We need Treasury Secretary Janet Yellen & President Biden to set clear guidelines that would encourage an investment in communities and protect our relief funds from being rerouted to banks or police departments.
President Biden and Secretary Yellen
From: [Your Name]
The past year has shown us what happens when you layer a public health crisis on top of racial inequity. COVID-19 had a disproportionate effect on Black and Brown neighborhoods that had already been suffering from decades of targeted disinvestment. Congress passed the American Rescue Plan Act (ARPA) to get federal relief directly into communities, particularly those harmed most from the devastating economic and health impacts of the pandemic.
We write to express concern that this federal relief funding will be diverted to Wall Street banks, corporate tax cuts, and additional policing.
In July, the Biden administration issued a memo that outlines their strategy to combat crime, a strategy that “uses the American Rescue Plan’s $350 billion in financial support and clear guidance to provide state, local, territorial, and tribal governments the money they need to put more police officers on the beat - including hiring above pre-pandemic levels in communities experiencing an increase in gun violence associated with the pandemic - as well as the other resources, training, and accountability they need to engage in effective community policing.”
More policing is not the answer. It’s the same flawed strategy that led to the 1994 Crime Bill, and the decades of harm that resulted - harms that our communities are still living with.
The safest communities are those with the most resources - not those with the most cops. Decades of grassroots organizing have successfully proven that the most effective strategies against gun violence is to invest in community-based and led programs that address the root causes, provide supportive services and solutions.
Giving America’s largest banks our recovery money also does not provide the support communities need to build back better after the pandemic. In Chicago, for example, Mayor Lori Lightfoot has proposed doling out more than half of the city’s $1.9 billion recovery money to pay back debt - including $465 million to JPMorgan Chase - to avoid paying $9 million a year in interest on a loan. This means the city’s entire allocation for this year could go toward paying back debt.
Every year, public dollars are already siphoned off by banks through high cost municipal debt and for corporate tax benefits, draining hundreds of billions from neighborhood services, enabling the conditions for over-policing, and exacerbating racial and economic inequality in communities. These are the very conditions that made Black and Brown communities so vulnerable in the pandemic.

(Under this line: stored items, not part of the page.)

//! Canonical affine transform matrices.
//!
//! All angles are radians. Every builder returns an affine matrix: the bottom
//! row is `[0, ..., 0, 1]`, so a point's homogeneous coordinate survives
//! application unchanged.

mod reflect;
mod rotate;
mod scale;
mod translate;

pub use reflect::{
    axis_reflection2, axis_reflection3, diagonal_reflection, reflection, Axis2, Mirror,
    MirrorLine, Plane,
};
pub use rotate::{axis_rotation, rotation2, Axis};
pub use scale::{scaling, scaling2, scaling3};
pub use translate::{translation, translation2, translation3};

use crate::error::{Result, TransformError};
use crate::math::Dim;
use crate::matrix::TransformMatrix;

/// A transform request whose dimension is supplied separately, for callers
/// that pick the transform at runtime.
#[derive(Debug, Clone, PartialEq)]
pub enum TransformKind {
    /// Offset per axis; must have `dim` components.
    Translation(Vec<f64>),
    /// Factor per axis; must have `dim` components.
    Scaling(Vec<f64>),
    Reflection(Mirror),
    /// `axis` must be `Some` in 3D. In 2D it must be `None` or `Some(Axis::Z)`.
    Rotation { axis: Option<Axis>, angle: f64 },
}

/// Builds the matrix for `kind` in `dim` dimensions.
///
/// # Errors
///
/// Returns [`TransformError::InvalidParameter`] if the parameters do not fit
/// `dim`: a component count other than `dim`, a plane mirror in 2D, an axis or
/// diagonal mirror in 3D, a missing 3D rotation axis, or an in-plane 2D
/// rotation axis.
pub fn build_transform(kind: &TransformKind, dim: Dim) -> Result<TransformMatrix> {
    match (kind, dim) {
        (TransformKind::Translation(t), _) => {
            check_arity("translation", t, dim)?;
            translation(t)
        }
        (TransformKind::Scaling(s), _) => {
            check_arity("scaling", s, dim)?;
            scaling(s)
        }
        (TransformKind::Reflection(m @ (Mirror::Axis(_) | Mirror::Line(_))), Dim::Two)
        | (TransformKind::Reflection(m @ Mirror::Plane(_)), Dim::Three) => Ok(reflection(*m)),
        (TransformKind::Reflection(m), _) => Err(TransformError::invalid(format!(
            "{m:?} is not a {dim} mirror"
        ))),
        (TransformKind::Rotation { axis: None | Some(Axis::Z), angle }, Dim::Two) => {
            Ok(rotation2(*angle))
        }
        (TransformKind::Rotation { axis: Some(axis), .. }, Dim::Two) => Err(
            TransformError::invalid(format!("2D rotation cannot turn about the {axis:?} axis")),
        ),
        (TransformKind::Rotation { axis: Some(axis), angle }, Dim::Three) => {
            Ok(axis_rotation(*axis, *angle))
        }
        (TransformKind::Rotation { axis: None, .. }, Dim::Three) => Err(TransformError::invalid(
            "3D rotation requires an axis",
        )),
    }
}

fn check_arity(what: &str, values: &[f64], dim: Dim) -> Result<()> {
    if values.len() == dim.coords() {
        Ok(())
    } else {
        Err(TransformError::invalid(format!(
            "{dim} {what} needs {} components, got {}",
            dim.coords(),
            values.len()
        )))
    }
}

We all agree that public safety is a top priority - but cops and banks do not contribute to that shared goal.
The Department of Treasury should encourage ARPA spending away from policing, banks, and more corporate tax cuts to make reparative investments in the public services and non-carceral solutions that have been demanded by communities across the country.
We need Treasury officials to encourage budget choices that invest in communities and in non-police violence prevention programs that have been shown to be effective, but that are severely underfunded today. By directing resources to programs and services that have proven effective in intervening and actually preventing gun violence, we will truly save lives. Without bright-line rules prohibiting the use of relief funding on debt, struggling communities could lose their entire relief allocation this year to Wall Street and policing.

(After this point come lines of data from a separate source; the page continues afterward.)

use std::str::FromStr;

use crate::error::TransformError;
use crate::math::{Matrix3, Matrix4};
use crate::matrix::TransformMatrix;

/// Rotation axis in 3D.
#[derive(Debug, Clone, Copy, PartialEq, Eq)]
pub enum Axis {
    X,
    Y,
    Z,
}

impl FromStr for Axis {
    type Err = TransformError;

    fn from_str(s: &str) -> Result<Self, Self::Err> {
        match s.trim().to_ascii_lowercase().as_str() {
            "x" => Ok(Self::X),
            "y" => Ok(Self::Y),
            "z" => Ok(Self::Z),
            other => Err(TransformError::invalid(format!(
                "unknown rotation axis '{other}'"
            ))),
        }
    }
}

/// Builds a 2D counter-clockwise rotation by `angle` radians about the origin.
#[must_use]
pub fn rotation2(angle: f64) -> TransformMatrix {
    let (s, c) = angle.sin_cos();
    #[rustfmt::skip]
    let m = Matrix3::new(
        c,   -s,  0.0,
        s,   c,   0.0,
        0.0, 0.0, 1.0,
    );
    TransformMatrix::from_matrix3(m)
}

/// Builds a 3D rotation by `angle` radians about a coordinate axis.
///
/// Right-hand rule: looking down the positive axis toward the origin, the
/// other two axes turn counter-clockwise. That puts `-sin` above the
/// diagonal for X and Z but below it for Y.
#[must_use]
pub fn axis_rotation(axis: Axis, angle: f64) -> TransformMatrix {
    let (s, c) = angle.sin_cos();
    #[rustfmt::skip]
    let m = match axis {
        Axis::X => Matrix4::new(
            1.0, 0.0, 0.0, 0.0,
            0.0, c,   -s,  0.0,
            0.0, s,   c,   0.0,
            0.0, 0.0, 0.0, 1.0,
        ),
        Axis::Y => Matrix4::new(
            c,   0.0, s,   0.0,
            0.0, 1.0, 0.0, 0.0,
            -s,  0.0, c,   0.0,
            0.0, 0.0, 0.0, 1.0,
        ),
        Axis::Z => Matrix4::new(
            c,   -s,  0.0, 0.0,
            s,   c,   0.0, 0.0,
            0.0, 0.0, 1.0, 0.0,
            0.0, 0.0, 0.0, 1.0,
        ),
    };
    TransformMatrix::from_matrix4(m)
}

Treasury officials also explicitly prohibited the use of relief funds to cut taxes on the state level. However, the failure to extend this ban to the local level has opened the door for using relief money for corporate tax cuts instead of a recovery for hard-hit communities. In Philadelphia, for example, after the release of ARPA funds and without clarity on the usage of these funds, Mayor Jim Kenney and Councilmembers Cherelle Parker and Allan Domb all introduced tax cut bills that together would have drained hundreds of millions of dollars from Philadelphia’s communities. These tax bills dominated the local budget process, instead of a focus on the best use of ARPA funds for a full recovery.
We can’t afford to continue to ignore the decades of divestment that led to severe inequities in unemployment, houselessness and lacking mental health services during an unprecedented period of trauma, grief, stress and social upheaval. In this critical moment, we urge Treasury to issue a final rule to ensure implementation of the Coronavirus State and Local Fiscal Recovery Fund established under the American Rescue Plan Act is an investment in community recovery, not a boon to banks, cops, and more corporate tax cuts.